It's telling that his most notable moments were negative--marked by his refusal to follow some custom of the modern campaign. (From another debate: "Should government step in and help Chrysler and the other auto makers?" Thompson: "No.") Asked about education reform, he said: "It would be easy enough for someone running for president to say: I have a several-point plan to fix our education problem. It's not going to happen. And it shouldn't happen from the Oval Office." When journalists and candidates, with their typically childlike enthusiasm, suddenly began gumming the word "change" after the Iowa caucuses, Thompson pointed out the obvious: "Change has been part of every election since the dawn of elections, if you weren't an incumbent." He noted how easy it was "to demagogue" the issue of federal spending by dwelling on relatively insignificant earmarks: "All these programs that we talk about in the news every day are a thimbleful in the ocean compared to the entitlement tsunami that's coming to hit us."

Views like these might have earned another candidate a reputation for "straight talk"--maybe even the title of "maverick." But Thompson was more subversive than that; he was an existential maverick, and his campaign was an implicit rebuke to the system in its entirety. He was a man out of his time. With its reduced metabolism and procedural modesty, his campaign still might have served as an illustration of what politics once was like and--if we have the audacity to hope--might be again.
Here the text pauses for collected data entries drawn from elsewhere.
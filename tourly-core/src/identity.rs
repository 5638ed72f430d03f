use async_trait::async_trait;
use chrono::{DateTime, Utc};
use serde::{Deserialize, Serialize};
use std::fmt;
use std::str::FromStr;
use std::sync::Arc;
use uuid::Uuid;

use crate::repository::{UserRemoval, UserRepository};
use crate::{CoreError, CoreResult, StoreError};

const MIN_PASSWORD_LEN: usize = 6;

#[derive(Debug, Clone, Copy, Serialize, Deserialize, PartialEq, Eq)]
#[serde(rename_all = "lowercase")]
pub enum Role {
    User,
    Admin,
}

impl Role {
    pub fn as_str(&self) -> &'static str {
        match self {
            Role::User => "user",
            Role::Admin => "admin",
        }
    }
}

impl fmt::Display for Role {
    fn fmt(&self, f: &mut fmt::Formatter<'_>) -> fmt::Result {
        f.write_str(self.as_str())
    }
}

impl FromStr for Role {
    type Err = String;

    fn from_str(s: &str) -> Result<Self, Self::Err> {
        match s {
            "user" => Ok(Role::User),
            "admin" => Ok(Role::Admin),
            other => Err(format!("unknown role: {}", other)),
        }
    }
}

/// Inactive accounts keep their data but cannot sign in.
#[derive(Debug, Clone, Copy, Default, Serialize, Deserialize, PartialEq, Eq)]
#[serde(rename_all = "lowercase")]
pub enum AccountStatus {
    #[default]
    Active,
    Inactive,
}

impl AccountStatus {
    pub fn as_str(&self) -> &'static str {
        match self {
            AccountStatus::Active => "active",
            AccountStatus::Inactive => "inactive",
        }
    }
}

impl FromStr for AccountStatus {
    type Err = String;

    fn from_str(s: &str) -> Result<Self, Self::Err> {
        match s {
            "active" => Ok(AccountStatus::Active),
            "inactive" => Ok(AccountStatus::Inactive),
            other => Err(format!("unknown account status: {}", other)),
        }
    }
}

#[derive(Debug, Clone)]
pub struct User {
    pub id: Uuid,
    pub name: String,
    pub email: String,
    pub password_hash: String,
    pub role: Role,
    pub status: AccountStatus,
    pub created_at: DateTime<Utc>,
}

/// The user as shown to API callers. Never carries the password hash.
#[derive(Debug, Clone, Serialize, Deserialize, PartialEq)]
#[serde(rename_all = "camelCase")]
pub struct UserProfile {
    pub id: Uuid,
    pub name: String,
    pub email: String,
    pub role: Role,
    pub status: AccountStatus,
    pub created_at: DateTime<Utc>,
}

impl From<&User> for UserProfile {
    fn from(user: &User) -> Self {
        Self {
            id: user.id,
            name: user.name.clone(),
            email: user.email.clone(),
            role: user.role,
            status: user.status,
            created_at: user.created_at,
        }
    }
}

/// Booking owner as embedded in admin booking views.
#[derive(Debug, Clone, Serialize, Deserialize, PartialEq)]
pub struct UserSummary {
    pub id: Uuid,
    pub name: String,
    pub email: String,
}

impl From<&User> for UserSummary {
    fn from(user: &User) -> Self {
        Self {
            id: user.id,
            name: user.name.clone(),
            email: user.email.clone(),
        }
    }
}

#[derive(Debug, Clone)]
pub struct NewUser {
    pub name: String,
    pub email: String,
    pub password_hash: String,
    pub role: Role,
}

pub fn normalize_email(email: &str) -> String {
    email.trim().to_lowercase()
}

/// Registration, login and admin bootstrap over a `UserRepository`.
#[derive(Clone)]
pub struct IdentityService {
    users: Arc<dyn UserRepository>,
    bcrypt_cost: u32,
}

impl IdentityService {
    pub fn new(users: Arc<dyn UserRepository>, bcrypt_cost: u32) -> Self {
        Self { users, bcrypt_cost }
    }

    pub async fn register(&self, name: &str, email: &str, password: &str) -> CoreResult<User> {
        self.create_account(name, email, password, Role::User).await
    }

    /// Verify credentials. Unknown email and wrong password fail the same way.
    pub async fn authenticate(&self, email: &str, password: &str) -> CoreResult<User> {
        let invalid = || CoreError::IdentityError("Invalid email or password".to_string());

        let user = self
            .users
            .find_user_by_email(&normalize_email(email))
            .await?
            .ok_or_else(invalid)?;

        if !verify_password(password, &user.password_hash).await? {
            return Err(invalid());
        }
        if user.status == AccountStatus::Inactive {
            return Err(CoreError::IdentityError("Account is inactive".to_string()));
        }

        Ok(user)
    }

    pub async fn find_user(&self, id: Uuid) -> CoreResult<Option<User>> {
        Ok(self.users.find_user_by_id(id).await?)
    }

    pub async fn list_users(&self) -> CoreResult<Vec<User>> {
        Ok(self.users.list_users().await?)
    }

    /// Activate or deactivate an account. Admin accounts stay active.
    pub async fn set_user_status(&self, id: Uuid, status: &str) -> CoreResult<User> {
        let status: AccountStatus = status
            .parse()
            .map_err(|_| CoreError::ValidationError("Invalid status".to_string()))?;

        let user = self.users.find_user_by_id(id).await?.ok_or_else(user_not_found)?;
        if user.role == Role::Admin && status == AccountStatus::Inactive {
            return Err(CoreError::ValidationError("Cannot deactivate admin user".to_string()));
        }

        let updated = self
            .users
            .update_user_status(id, status)
            .await?
            .ok_or_else(user_not_found)?;
        tracing::info!(user_id = %id, status = status.as_str(), "Account status changed");
        Ok(updated)
    }

    pub async fn delete_user(&self, id: Uuid) -> CoreResult<User> {
        match self.users.delete_user_if_unused(id).await? {
            UserRemoval::Deleted(user) => {
                tracing::info!(user_id = %id, "Account deleted");
                Ok(user)
            }
            UserRemoval::NotFound => Err(user_not_found()),
            UserRemoval::Admin => Err(CoreError::ValidationError("Cannot delete admin user".to_string())),
            UserRemoval::HasActiveBookings => Err(CoreError::ConflictError(
                "Cannot delete user with active bookings".to_string(),
            )),
        }
    }

    /// Make sure an admin account exists for `email`, creating or promoting it.
    pub async fn ensure_admin(&self, name: &str, email: &str, password: &str) -> CoreResult<User> {
        match self.users.find_user_by_email(&normalize_email(email)).await? {
            Some(user) if user.role == Role::Admin => Ok(user),
            Some(user) => {
                tracing::info!(user_id = %user.id, "Promoting existing account to admin");
                self.users
                    .update_user_role(user.id, Role::Admin)
                    .await?
                    .ok_or_else(|| CoreError::InternalError("user vanished during promotion".to_string()))
            }
            None => {
                tracing::info!("Creating bootstrap admin account");
                self.create_account(name, email, password, Role::Admin).await
            }
        }
    }

    async fn create_account(&self, name: &str, email: &str, password: &str, role: Role) -> CoreResult<User> {
        let name = name.trim();
        let email = normalize_email(email);

        if name.is_empty() || email.is_empty() || password.is_empty() {
            return Err(CoreError::ValidationError("Please provide all required fields".to_string()));
        }
        if !email.contains('@') {
            return Err(CoreError::ValidationError("Email address is not valid".to_string()));
        }
        if password.chars().count() < MIN_PASSWORD_LEN {
            return Err(CoreError::ValidationError(format!(
                "Password must be at least {} characters long",
                MIN_PASSWORD_LEN
            )));
        }

        let password_hash = hash_password(password, self.bcrypt_cost).await?;
        let new_user = NewUser {
            name: name.to_string(),
            email,
            password_hash,
            role,
        };

        self.users.create_user(&new_user).await.map_err(|e| match e {
            StoreError::UniqueViolation(_) => {
                CoreError::ConflictError("User with this email already exists".to_string())
            }
            other => CoreError::Store(other),
        })
    }
}

fn user_not_found() -> CoreError {
    CoreError::NotFound("User not found".to_string())
}

/// bcrypt is CPU bound, so hashing runs on the blocking pool.
pub async fn hash_password(password: &str, cost: u32) -> CoreResult<String> {
    let password = password.to_string();
    tokio::task::spawn_blocking(move || bcrypt::hash(password, cost))
        .await
        .map_err(|e| CoreError::InternalError(format!("hashing task failed: {}", e)))?
        .map_err(|e| CoreError::InternalError(format!("password hashing failed: {}", e)))
}

pub async fn verify_password(password: &str, hash: &str) -> CoreResult<bool> {
    let password = password.to_string();
    let hash = hash.to_string();
    tokio::task::spawn_blocking(move || bcrypt::verify(password, &hash))
        .await
        .map_err(|e| CoreError::InternalError(format!("verification task failed: {}", e)))?
        .or(Ok(false))
}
After all, by the standards of a century ago, Thompson was a whirligig.

.......
"If people really want in their president a super type-A personality," Thompson said at that Iowa town hall meeting, "someone who has gotten up every morning and gone to bed every night thinking for years about how they could achieve the presidency of the United States, someone who could look you straight in the eye and say they enjoy every minute of campaigning--I ain't that guy."

http://weeklystandard.com/Content/Public/Articles/000/000/014/649xhmla.asp?pg=1
 :bawl: He'll be missed.
I can see November 2 from my house!!!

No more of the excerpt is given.